Signed-off-by: John Garry <john.garry@xxxxxxxxxx>
---
  drivers/iommu/dma-iommu.c |  2 +-
  drivers/iommu/iova.c      | 23 +++++++++++++++++------
  include/linux/iova.h      |  4 ++--
  3 files changed, 20 insertions(+), 9 deletions(-)

diff --git a/drivers/iommu/dma-iommu.c b/drivers/iommu/dma-iommu.c
index 98ba927aee1a..4772278aa5da 100644
--- a/drivers/iommu/dma-iommu.c
+++ b/drivers/iommu/dma-iommu.c
@@ -434,7 +434,7 @@ static dma_addr_t iommu_dma_alloc_iova(struct iommu_domain *domain,
       * rounding up anything cacheable to make sure that can't happen. The
       * order of the unadjusted size will still match upon freeing.
       */
-    if (iova_len < (1 << (IOVA_RANGE_CACHE_MAX_SIZE - 1)))
+    if (iova_len < (1 << (iovad->rcache_max_size - 1)))
          iova_len = roundup_pow_of_two(iova_len);
      dma_limit = min_not_zero(dma_limit, dev->bus_dma_limit);
diff --git a/drivers/iommu/iova.c b/drivers/iommu/iova.c
index b6cf5f16123b..07ce73fdd8c1 100644
--- a/drivers/iommu/iova.c
+++ b/drivers/iommu/iova.c
@@ -15,6 +15,8 @@
  /* The anchor node sits above the top of the usable address space */
  #define IOVA_ANCHOR    ~0UL
+#define IOVA_RANGE_CACHE_MAX_SIZE 6    /* log of max cached IOVA range size (in pages) */

Is that the same as an 'order'? i.e. IOVA_RANGE_CACHE_MAX_ORDER?

Yeah, that may be better. I was just using the same name as before.


+
  static bool iova_rcache_insert(struct iova_domain *iovad,
                     unsigned long pfn,
                     unsigned long size);
@@ -881,7 +883,14 @@ static void init_iova_rcaches(struct iova_domain *iovad)
      unsigned int cpu;
      int i;
-    for (i = 0; i < IOVA_RANGE_CACHE_MAX_SIZE; ++i) {
+    iovad->rcache_max_size = IOVA_RANGE_CACHE_MAX_SIZE;
+
+    iovad->rcaches = kcalloc(iovad->rcache_max_size,
+                 sizeof(*iovad->rcaches), GFP_KERNEL);
+    if (!iovad->rcaches)
+        return;

Returning quietly here doesn't seem like the right thing to do. At least, I
don't think the rest of the functions here are checking rcaches against
NULL.


For sure, but that is what other code which can fail here already does, like:

static void init_iova_rcaches(struct iova_domain *iovad)
{
    ...

    for (i = 0; i < IOVA_RANGE_CACHE_MAX_SIZE; ++i) {
        ...

        rcache->cpu_rcaches = __alloc_percpu(sizeof(*cpu_rcache), cache_line_size());
        if (WARN_ON(!rcache->cpu_rcaches))
            continue;
}

and that is not safe either.

Yeah, along with flush queues, historically this has all been super-dodgy in terms of failure handling (or lack of).

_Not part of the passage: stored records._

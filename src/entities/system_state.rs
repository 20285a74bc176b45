//! System state entity - key/value bookkeeping for background jobs.
//!
//! The scheduler stores the last run date of each job here so a restart does not
//! repeat a job for a period that was already handled.

use sea_orm::entity::prelude::*;
use serde::{Deserialize, Serialize};

/// System state database model - stores key/value pairs
#[derive(Clone, Debug, PartialEq, Eq, DeriveEntityModel, Serialize, Deserialize)]
#[sea_orm(table_name = "system_state")]
pub struct Model {
    /// Unique identifier
    #[sea_orm(primary_key)]
    pub id: i64,
    /// Key, e.g. `"job.weekly_reminder.last_run"`
    #[sea_orm(unique)]
    pub key: String,
    /// Value stored as string
    pub value: String,
    /// When this entry was last modified
    pub updated_at: DateTimeUtc,
}

/// `SystemState` has no relationships with other entities
#[derive(Copy, Clone, Debug, EnumIter, DeriveRelation)]
pub enum Relation {}

impl ActiveModelBehavior for ActiveModel {}
//! Budget business logic - envelopes keyed by (user, category, type, year, month).
//!
//! A slot holds at most one budget. Creating into an occupied slot updates the
//! existing row instead, mirroring an "update or create" on the unique key.

use super::carry_over::{calculate_carry_over_for_budget, calculate_net_transfers_for_budget};
use super::period::validate_period;
use crate::{
    entities::{
        Budget, BudgetAllocation, InternalTransfer, TransactionType, budget, budget_allocation,
        internal_transfer,
    },
    errors::{Error, Result},
    forms::{
        FieldErrors, NON_FIELD_ERRORS, add_error,
        budget::{CleanedBudgetItem, CleanedMultiBudget},
    },
};
use chrono::Utc;
use sea_orm::{Condition, QueryOrder, QuerySelect, Set, TransactionTrait, prelude::*};
use serde::Serialize;
use tracing::{debug, info};

/// Identifies a budget slot.
#[derive(Debug, Clone, PartialEq, Eq)]
pub struct BudgetSlot<'a> {
    /// Owner
    pub user_id: i64,
    /// Category name
    pub category: &'a str,
    /// Budget type
    pub budget_type: TransactionType,
    /// Year
    pub year: i32,
    /// Month 1-12
    pub month: u32,
}

/// Finds the budget occupying a slot.
pub async fn find_budget_in_slot<C>(db: &C, slot: &BudgetSlot<'_>) -> Result<Option<budget::Model>>
where
    C: ConnectionTrait,
{
    Budget::find()
        .filter(budget::Column::UserId.eq(slot.user_id))
        .filter(budget::Column::Category.eq(slot.category))
        .filter(budget::Column::BudgetType.eq(slot.budget_type))
        .filter(budget::Column::BudgetYear.eq(slot.year))
        .filter(budget::Column::BudgetMonth.eq(i32::try_from(slot.month)?))
        .one(db)
        .await
        .map_err(Into::into)
}

/// Inserts a new budget row.
pub async fn insert_budget<C>(
    db: &C,
    slot: &BudgetSlot<'_>,
    amount_cents: i64,
    allow_carry_over: bool,
    carried_over_cents: i64,
) -> Result<budget::Model>
where
    C: ConnectionTrait,
{
    validate_period(slot.year, slot.month)?;
    if amount_cents <= 0 {
        return Err(Error::InvalidAmount {
            amount: amount_cents,
        });
    }

    let now = Utc::now();
    budget::ActiveModel {
        user_id: Set(slot.user_id),
        budget_type: Set(slot.budget_type),
        category: Set(slot.category.to_string()),
        amount_cents: Set(amount_cents),
        budget_year: Set(slot.year),
        budget_month: Set(i32::try_from(slot.month)?),
        allow_carry_over: Set(allow_carry_over),
        carried_over_cents: Set(carried_over_cents.max(0)),
        created_at: Set(now),
        updated_at: Set(now),
        ..Default::default()
    }
    .insert(db)
    .await
    .map_err(Into::into)
}

/// Creates the slot's budget or updates its amount and carry-over flag.
///
/// # Returns
/// The budget and `true` when a new row was created.
pub async fn update_or_create_budget<C>(
    db: &C,
    user_id: i64,
    year: i32,
    month: u32,
    item: &CleanedBudgetItem,
) -> Result<(budget::Model, bool)>
where
    C: ConnectionTrait,
{
    let slot = BudgetSlot {
        user_id,
        category: &item.category,
        budget_type: item.budget_type,
        year,
        month,
    };

    if let Some(existing) = find_budget_in_slot(db, &slot).await? {
        let mut active: budget::ActiveModel = existing.into();
        active.amount_cents = Set(item.amount_cents);
        active.allow_carry_over = Set(item.allow_carry_over);
        active.updated_at = Set(Utc::now());
        let updated = active.update(db).await?;
        debug!(user_id, budget_id = updated.id, "Budget slot updated");
        return Ok((updated, false));
    }

    let created = insert_budget(db, &slot, item.amount_cents, item.allow_carry_over, 0).await?;
    info!(
        user_id,
        budget_id = created.id,
        category = %created.category,
        kind = created.budget_type.name(),
        year,
        month,
        "Budget created"
    );
    Ok((created, true))
}

/// Saves a whole month of budgets atomically.
pub async fn save_multi_budget(
    db: &DatabaseConnection,
    user_id: i64,
    input: &CleanedMultiBudget,
) -> Result<Vec<budget::Model>> {
    let txn = db.begin().await?;
    let mut saved = Vec::with_capacity(input.items.len());
    for item in &input.items {
        let (model, _) = update_or_create_budget(
            &txn,
            user_id,
            input.year,
            input.month,
            item,
        )
        .await?;
        saved.push(model);
    }
    txn.commit().await?;

    info!(
        user_id,
        year = input.year,
        month = input.month,
        count = saved.len(),
        "Budget setup saved"
    );
    Ok(saved)
}

/// Fetches a budget only if it belongs to `user_id`.
pub async fn get_user_budget<C>(db: &C, user_id: i64, budget_id: i64) -> Result<budget::Model>
where
    C: ConnectionTrait,
{
    Budget::find_by_id(budget_id)
        .filter(budget::Column::UserId.eq(user_id))
        .one(db)
        .await?
        .ok_or_else(|| Error::not_found("Budget", budget_id))
}

/// Rewrites type, category, amount and carry-over flag of an owned budget.
///
/// Moving onto a slot already held by another budget is a validation error.
pub async fn update_budget(
    db: &DatabaseConnection,
    user_id: i64,
    budget_id: i64,
    item: &CleanedBudgetItem,
) -> Result<budget::Model> {
    let existing = get_user_budget(db, user_id, budget_id).await?;

    let target = BudgetSlot {
        user_id,
        category: &item.category,
        budget_type: item.budget_type,
        year: existing.budget_year,
        month: existing.month(),
    };
    let occupied = find_budget_in_slot(db, &target)
        .await?
        .is_some_and(|other| other.id != existing.id);
    if occupied {
        let mut errors = FieldErrors::new();
        add_error(
            &mut errors,
            NON_FIELD_ERRORS,
            "A budget for this category and type already exists for this month.",
        );
        return Err(errors.into());
    }

    let mut active: budget::ActiveModel = existing.into();
    active.budget_type = Set(item.budget_type);
    active.category = Set(item.category.clone());
    active.amount_cents = Set(item.amount_cents);
    active.allow_carry_over = Set(item.allow_carry_over);
    active.updated_at = Set(Utc::now());
    active.update(db).await.map_err(Into::into)
}

/// Deletes an owned budget together with its transfers and allocations.
///
/// Carry-over values already copied into other months stay as they are.
pub async fn delete_budget(db: &DatabaseConnection, user_id: i64, budget_id: i64) -> Result<()> {
    let existing = get_user_budget(db, user_id, budget_id).await?;

    let txn = db.begin().await?;
    let transfers = InternalTransfer::delete_many()
        .filter(
            Condition::any()
                .add(internal_transfer::Column::SourceBudgetId.eq(budget_id))
                .add(internal_transfer::Column::DestinationBudgetId.eq(budget_id)),
        )
        .exec(&txn)
        .await?;
    BudgetAllocation::delete_many()
        .filter(budget_allocation::Column::BudgetId.eq(budget_id))
        .exec(&txn)
        .await?;
    existing.delete(&txn).await?;
    txn.commit().await?;

    info!(
        user_id,
        budget_id,
        transfers_removed = transfers.rows_affected,
        "Budget deleted"
    );
    Ok(())
}
//! Login and sign-up forms.

use super::{FieldErrors, add_error, lenient_string, max_length, required};
use serde::Deserialize;

/// Longest username accepted
pub const USERNAME_MAX_LENGTH: usize = 150;
/// Shortest password accepted
pub const PASSWORD_MIN_LENGTH: usize = 8;

/// Raw login input
#[derive(Debug, Clone, Default, Deserialize)]
pub struct LoginForm {
    /// Login name
    #[serde(default, deserialize_with = "lenient_string")]
    pub username: Option<String>,
    /// Plain-text password
    #[serde(default, deserialize_with = "lenient_string")]
    pub password: Option<String>,
    /// Where to go after logging in
    #[serde(default, deserialize_with = "lenient_string")]
    pub next: Option<String>,
}

/// Validated login credentials
#[derive(Debug, Clone, PartialEq, Eq)]
pub struct Credentials {
    /// Login name
    pub username: String,
    /// Plain-text password
    pub password: String,
}

impl LoginForm {
    /// Both fields are required.
    pub fn validate(&self) -> Result<Credentials, FieldErrors> {
        let mut errors = FieldErrors::new();
        let username = required(&mut errors, "username", self.username.as_deref());
        // Passwords are not trimmed.
        let password = self.password.clone().filter(|p| !p.is_empty());
        if password.is_none() {
            add_error(&mut errors, "password", super::REQUIRED);
        }
        match (username, password) {
            (Some(username), Some(password)) => Ok(Credentials { username, password }),
            _ => Err(errors),
        }
    }
}

/// Raw sign-up input
#[derive(Debug, Clone, Default, Deserialize)]
pub struct SignUpForm {
    /// Login name
    #[serde(default, deserialize_with = "lenient_string")]
    pub username: Option<String>,
    /// Contact address
    #[serde(default, deserialize_with = "lenient_string")]
    pub email: Option<String>,
    /// Password
    #[serde(default, deserialize_with = "lenient_string")]
    pub password1: Option<String>,
    /// Password confirmation
    #[serde(default, deserialize_with = "lenient_string")]
    pub password2: Option<String>,
}

/// Validated sign-up input
#[derive(Debug, Clone, PartialEq, Eq)]
pub struct NewUser {
    /// Login name
    pub username: String,
    /// Contact address
    pub email: String,
    /// Plain-text password
    pub password: String,
}

fn valid_username_char(c: char) -> bool {
    c.is_alphanumeric() || matches!(c, '@' | '.' | '+' | '-' | '_')
}

impl SignUpForm {
    /// Checks formats and password rules. Uniqueness of username and email is
    /// checked against the database by `crate::core::auth::signup`.
    pub fn validate(&self) -> Result<NewUser, FieldErrors> {
        let mut errors = FieldErrors::new();

        let username = required(&mut errors, "username", self.username.as_deref()).filter(|u| {
            if !max_length(&mut errors, "username", u, USERNAME_MAX_LENGTH) {
                return false;
            }
            let ok = u.chars().all(valid_username_char);
            if !ok {
                add_error(
                    &mut errors,
                    "username",
                    "Enter a valid username. This value may contain only letters, numbers, and @/./+/-/_ characters.",
                );
            }
            ok
        });

        let email = required(&mut errors, "email", self.email.as_deref()).filter(|e| {
            let ok = e
                .split_once('@')
                .is_some_and(|(local, domain)| !local.is_empty() && !domain.is_empty());
            if !ok {
                add_error(&mut errors, "email", "Enter a valid email address.");
            }
            ok
        });

        let password1 = self.password1.clone().filter(|p| !p.is_empty());
        let password2 = self.password2.clone().filter(|p| !p.is_empty());
        if password1.is_none() {
            add_error(&mut errors, "password1", super::REQUIRED);
        }
        if password2.is_none() {
            add_error(&mut errors, "password2", super::REQUIRED);
        }
        if let (Some(p1), Some(p2)) = (&password1, &password2) {
            if p1 != p2 {
                add_error(&mut errors, "password2", "The two password fields didn't match.");
            } else if p1.chars().count() < PASSWORD_MIN_LENGTH {
                add_error(
                    &mut errors,
                    "password2",
                    format!(
                        "This password is too short. It must contain at least {PASSWORD_MIN_LENGTH} characters."
                    ),
                );
            }
        }

        match (username, email, password1) {
            (Some(username), Some(email), Some(password)) if errors.is_empty() => Ok(NewUser {
                username,
                email,
                password,
            }),
            _ => Err(errors),
        }
    }
}
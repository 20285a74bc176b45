//! Entity module - Contains all SeaORM entity definitions for the database.
//! These entities represent the database tables and their relationships.
//! Each entity has a Model struct for data and an Entity struct for operations.

pub mod account;
pub mod account_balance;
pub mod budget;
pub mod budget_allocation;
pub mod category;
pub mod email_log;
pub mod internal_transfer;
pub mod sea_orm_active_enums;
pub mod session;
pub mod system_state;
pub mod transaction;
pub mod user;
pub mod user_settings;

// Re-export specific types to avoid conflicts
pub use account::{Column as AccountColumn, Entity as Account, Model as AccountModel};
pub use account_balance::{
    Column as AccountBalanceColumn, Entity as AccountBalance, Model as AccountBalanceModel,
};
pub use budget::{Column as BudgetColumn, Entity as Budget, Model as BudgetModel};
pub use budget_allocation::{
    Column as BudgetAllocationColumn, Entity as BudgetAllocation, Model as BudgetAllocationModel,
};
pub use category::{Column as CategoryColumn, Entity as Category, Model as CategoryModel};
pub use email_log::{Column as EmailLogColumn, Entity as EmailLog, Model as EmailLogModel};
pub use internal_transfer::{
    Column as InternalTransferColumn, Entity as InternalTransfer, Model as InternalTransferModel,
};
pub use sea_orm_active_enums::{CategoryKind, EmailType, TransactionType};
pub use session::{Column as SessionColumn, Entity as Session, Model as SessionModel};
pub use system_state::{
    Column as SystemStateColumn, Entity as SystemState, Model as SystemStateModel,
};
pub use transaction::{
    Column as TransactionColumn, Entity as Transaction, Model as TransactionModel,
};
pub use user::{Column as UserColumn, Entity as User, Model as UserModel};
pub use user_settings::{
    Column as UserSettingsColumn, Entity as UserSettings, Model as UserSettingsModel,
};
#[cfg(test)]
mod tests {
    #![allow(clippy::unwrap_used)]
    use super::*;
    use crate::entities::{CategoryKind, TransactionType};
    use crate::forms::budget::AllocationRow;
    use crate::test_utils::{
        create_test_budget, create_test_category, create_test_transaction, create_test_user, date,
        setup_test_db,
    };

    fn form(rows: &[(i64, &str)]) -> AllocationForm {
        AllocationForm {
            allocations: rows
                .iter()
                .map(|(id, amount)| AllocationRow {
                    category_id: Some(id.to_string()),
                    amount: Some((*amount).to_string()),
                })
                .collect(),
        }
    }

    #[tokio::test]
    async fn test_replace_and_summarise() -> Result<()> {
        let db = setup_test_db().await?;
        let user = create_test_user(&db, "alice").await?;
        let groceries = create_test_category(&db, "Groceries", CategoryKind::Expense).await?;
        let dining = create_test_category(&db, "Dining Out", CategoryKind::Expense).await?;
        let budget = create_test_budget(
            &db,
            user.id,
            TransactionType::Need,
            "Food",
            100_000,
            2025,
            3,
            false,
        )
        .await?;
        create_test_transaction(
            &db,
            user.id,
            TransactionType::Need,
            "Groceries",
            45_000,
            date(2025, 3, 5),
        )
        .await?;
        create_test_transaction(
            &db,
            user.id,
            TransactionType::Want,
            "Dining Out",
            5_000,
            date(2025, 3, 6),
        )
        .await?;
        create_test_transaction(
            &db,
            user.id,
            TransactionType::Need,
            "Groceries",
            99_999,
            date(2025, 4, 1),
        )
        .await?;

        let saved = replace_allocations(
            &db,
            user.id,
            budget.id,
            &form(&[(groceries.id, "500"), (dining.id, "500")]),
        )
        .await?;
        assert_eq!(saved.len(), 2);

        let summary = get_budget_summary(&db, user.id, budget.id).await?;
        assert!((summary.total_allocated - 1000.0).abs() < f64::EPSILON);
        assert!((summary.total_spent - 500.0).abs() < f64::EPSILON);
        assert_eq!(summary.status, BudgetStatus::OnTrack);

        let dining_row = summary.allocations.iter().find(|a| a.category == "Dining Out").unwrap();
        assert_eq!(dining_row.status, BudgetStatus::OnTrack);
        let groceries_row = summary.allocations.iter().find(|a| a.category == "Groceries").unwrap();
        assert_eq!(groceries_row.status, BudgetStatus::Warning);

        assert_eq!(get_unallocated_amount(&db, user.id, budget.id).await?, 0);
        Ok(())
    }

    #[tokio::test]
    async fn test_unbalanced_allocations_rejected() -> Result<()> {
        let db = setup_test_db().await?;
        let user = create_test_user(&db, "alice").await?;
        let groceries = create_test_category(&db, "Groceries", CategoryKind::Expense).await?;
        let budget = create_test_budget(
            &db,
            user.id,
            TransactionType::Need,
            "Food",
            100_000,
            2025,
            3,
            false,
        )
        .await?;

        let result = replace_allocations(
            &db,
            user.id,
            budget.id,
            &form(&[(groceries.id, "400")]),
        )
        .await;
        assert!(matches!(result, Err(Error::Validation(_))));
        assert_eq!(get_unallocated_amount(&db, user.id, budget.id).await?, 100_000);
        Ok(())
    }

    #[tokio::test]
    async fn test_unknown_category_rejected() -> Result<()> {
        let db = setup_test_db().await?;
        let user = create_test_user(&db, "alice").await?;
        let budget = create_test_budget(
            &db,
            user.id,
            TransactionType::Need,
            "Food",
            100_000,
            2025,
            3,
            false,
        )
        .await?;

        let result = replace_allocations(&db, user.id, budget.id, &form(&[(999, "1000")])).await;
        assert!(matches!(result, Err(Error::NotFound { entity: "Category", .. })));
        Ok(())
    }

    #[tokio::test]
    async fn test_rollover_and_previous_allocations() -> Result<()> {
        let db = setup_test_db().await?;
        let user = create_test_user(&db, "alice").await?;
        let groceries = create_test_category(&db, "Groceries", CategoryKind::Expense).await?;
        let dining = create_test_category(&db, "Dining Out", CategoryKind::Expense).await?;
        let march = create_test_budget(
            &db,
            user.id,
            TransactionType::Need,
            "Food",
            100_000,
            2025,
            3,
            false,
        )
        .await?;
        let april = create_test_budget(
            &db,
            user.id,
            TransactionType::Need,
            "Food",
            100_000,
            2025,
            4,
            false,
        )
        .await?;
        replace_allocations(
            &db,
            user.id,
            march.id,
            &form(&[(groceries.id, "600"), (dining.id, "400")]),
        )
        .await?;
        create_test_transaction(
            &db,
            user.id,
            TransactionType::Need,
            "Groceries",
            45_000,
            date(2025, 3, 5),
        )
        .await?;
        create_test_transaction(
            &db,
            user.id,
            TransactionType::Want,
            "Dining Out",
            50_000,
            date(2025, 3, 6),
        )
        .await?;

        let previous = get_previous_allocations(&db, user.id, april.id).await?;
        assert_eq!(previous.get(&groceries.id), Some(&60_000));

        let rolled = process_allocation_rollover(&db, user.id, march.id, april.id).await?;
        assert_eq!(rolled, 1);

        let summary = get_budget_summary(&db, user.id, april.id).await?;
        assert_eq!(summary.allocations.len(), 1);
        assert!((summary.allocations[0].rollover - 150.0).abs() < f64::EPSILON);
        Ok(())
    }
}
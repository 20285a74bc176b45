//! Form validation.
//!
//! Each form is a plain `Deserialize` struct whose fields arrive as optional
//! strings from a urlencoded body or JSON. `validate` turns it into a cleaned
//! value or a [`FieldErrors`] map keyed by field name, with [`NON_FIELD_ERRORS`]
//! for errors that span several fields.

use crate::core::money::{format_cents, parse_dollars_to_cents};
use chrono::NaiveDate;
use serde::{Deserialize, Deserializer};
use std::collections::BTreeMap;

/// Account form
pub mod account;
/// Login and sign-up forms
pub mod auth;
/// Budget item, multi budget and allocation forms
pub mod budget;
/// Email preference form
pub mod settings;
/// Transaction form
pub mod transaction;
/// Internal transfer form
pub mod transfer;

/// Validation errors keyed by field name.
pub type FieldErrors = BTreeMap<String, Vec<String>>;

/// Key for errors not tied to a single field.
pub const NON_FIELD_ERRORS: &str = "__all__";

pub(crate) const REQUIRED: &str = "This field is required.";
pub(crate) const ENTER_NUMBER: &str = "Enter a number.";
pub(crate) const ENTER_WHOLE_NUMBER: &str = "Enter a whole number.";
pub(crate) const ENTER_DATE: &str = "Enter a valid date.";
pub(crate) const AMOUNT_POSITIVE: &str = "Amount must be greater than zero.";

/// Largest amount a form accepts, in cents.
pub const MAX_AMOUNT_CENTS: i64 = 2_147_483_647;

/// Appends a message to a field's error list.
pub fn add_error(errors: &mut FieldErrors, field: &str, message: impl Into<String>) {
    errors
        .entry(field.to_string())
        .or_default()
        .push(message.into());
}

/// Returns the trimmed value, or records "required" when it is missing or blank.
pub(crate) fn required(
    errors: &mut FieldErrors,
    field: &str,
    value: Option<&str>,
) -> Option<String> {
    match value.map(str::trim) {
        Some(v) if !v.is_empty() => Some(v.to_string()),
        _ => {
            add_error(errors, field, REQUIRED);
            None
        }
    }
}

/// Checks a character limit on an already cleaned value.
pub(crate) fn max_length(errors: &mut FieldErrors, field: &str, value: &str, max: usize) -> bool {
    let len = value.chars().count();
    if len > max {
        add_error(
            errors,
            field,
            format!("Ensure this value has at most {max} characters (it has {len})."),
        );
        false
    } else {
        true
    }
}

/// Parses a required dollar amount that must be strictly positive.
pub(crate) fn positive_amount(
    errors: &mut FieldErrors,
    field: &str,
    value: Option<&str>,
) -> Option<i64> {
    let raw = required(errors, field, value)?;
    match parse_dollars_to_cents(&raw) {
        Some(cents) if cents > MAX_AMOUNT_CENTS => {
            add_error(errors, field, amount_too_large());
            None
        }
        Some(cents) if cents > 0 => Some(cents),
        Some(_) => {
            add_error(errors, field, AMOUNT_POSITIVE);
            None
        }
        None => {
            add_error(errors, field, ENTER_NUMBER);
            None
        }
    }
}

/// Parses a required dollar amount that may be zero.
pub(crate) fn non_negative_amount(
    errors: &mut FieldErrors,
    field: &str,
    value: Option<&str>,
) -> Option<i64> {
    let raw = required(errors, field, value)?;
    match parse_dollars_to_cents(&raw) {
        Some(cents) if cents > MAX_AMOUNT_CENTS => {
            add_error(errors, field, amount_too_large());
            None
        }
        Some(cents) if cents >= 0 => Some(cents),
        Some(_) => {
            add_error(errors, field, "Ensure this value is greater than or equal to 0.");
            None
        }
        None => {
            add_error(errors, field, ENTER_NUMBER);
            None
        }
    }
}

fn amount_too_large() -> String {
    format!(
        "Ensure this value is less than or equal to {}.",
        format_cents(MAX_AMOUNT_CENTS)
    )
}

/// Parses a required `YYYY-MM-DD` date.
pub(crate) fn required_date(
    errors: &mut FieldErrors,
    field: &str,
    value: Option<&str>,
) -> Option<NaiveDate> {
    let raw = required(errors, field, value)?;
    NaiveDate::parse_from_str(&raw, "%Y-%m-%d").map_or_else(
        |_| {
            add_error(errors, field, ENTER_DATE);
            None
        },
        Some,
    )
}

/// Parses a required integer.
pub(crate) fn required_int<T: std::str::FromStr>(
    errors: &mut FieldErrors,
    field: &str,
    value: Option<&str>,
) -> Option<T> {
    let raw = required(errors, field, value)?;
    raw.parse::<T>().map_or_else(
        |_| {
            add_error(errors, field, ENTER_WHOLE_NUMBER);
            None
        },
        Some,
    )
}

/// Parses an optional integer; blank means `None`.
pub(crate) fn optional_int<T: std::str::FromStr>(
    errors: &mut FieldErrors,
    field: &str,
    value: Option<&str>,
) -> Option<T> {
    let raw = value.map(str::trim).filter(|v| !v.is_empty())?;
    raw.parse::<T>().map_or_else(
        |_| {
            add_error(errors, field, ENTER_WHOLE_NUMBER);
            None
        },
        Some,
    )
}

/// Interprets a checkbox value. Missing means unchecked.
#[must_use]
pub fn checkbox(value: Option<&str>) -> bool {
    matches!(
        value.map(|v| v.trim().to_ascii_lowercase()).as_deref(),
        Some("on" | "true" | "1" | "yes")
    )
}

/// Accepts a string, number or bool and keeps it as text.
///
/// JSON clients send `"amount": 800.0` while HTML forms send `amount=800.00`;
/// both land in the same `Option<String>` field.
pub fn lenient_string<'de, D>(deserializer: D) -> Result<Option<String>, D::Error>
where
    D: Deserializer<'de>,
{
    let value = Option::<serde_json::Value>::deserialize(deserializer)?;
    Ok(match value {
        None | Some(serde_json::Value::Null) => None,
        Some(serde_json::Value::String(s)) => Some(s),
        Some(other) => Some(other.to_string()),
    })
}

#[cfg(test)]
mod tests {
    use super::*;

    #[test]
    fn test_required_trims_and_flags_blank() {
        let mut errors = FieldErrors::new();
        assert_eq!(required(&mut errors, "name", Some("  Rent ")), Some("Rent".to_string()));
        assert_eq!(required(&mut errors, "name", Some("   ")), None);
        assert_eq!(errors["name"], vec![REQUIRED.to_string()]);
    }

    #[test]
    fn test_positive_amount_messages() {
        let mut errors = FieldErrors::new();
        assert_eq!(positive_amount(&mut errors, "amount", Some("12.50")), Some(1250));
        assert_eq!(positive_amount(&mut errors, "amount", Some("0.00")), None);
        assert_eq!(positive_amount(&mut errors, "amount", Some("abc")), None);
        assert_eq!(
            errors["amount"],
            vec![AMOUNT_POSITIVE.to_string(), ENTER_NUMBER.to_string()]
        );
    }

    #[test]
    fn test_amounts_are_capped() {
        let mut errors = FieldErrors::new();
        assert_eq!(
            positive_amount(&mut errors, "amount", Some("21474836.47")),
            Some(MAX_AMOUNT_CENTS)
        );
        assert_eq!(positive_amount(&mut errors, "amount", Some("21474836.48")), None);
        assert_eq!(
            non_negative_amount(&mut errors, "balance", Some("90000000000000000")),
            None
        );
        assert_eq!(errors["amount"].len(), 1);
        assert!(errors["amount"][0].starts_with("Ensure this value is less than or equal to"));
        assert_eq!(errors["balance"].len(), 1);
    }

    #[test]
    fn test_checkbox_values() {
        assert!(checkbox(Some("on")));
        assert!(checkbox(Some("TRUE")));
        assert!(!checkbox(Some("off")));
        assert!(!checkbox(None));
    }
}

This issue was raised a while ago. I don't mind trying to fix it - a slightly painful part is that it touches a few subsystems.

Maybe pull the rcache init out of iova_domain_init() entirely? Only iommu-dma uses {alloc,free}_iova_fast(), so TBH it's only a great big waste of memory for all the other IOVA domain users anyway.

The other week I started pondering how much of iommu-dma only needs to be exposed to the IOMMU core rather than the whole kernel now; I suppose there's probably an equal argument to be made for some of these bits of the IOVA API, and this might pave the way towards some more logical separation, but let's get the functional side dealt with before we worry too much about splitting headers.

Robin.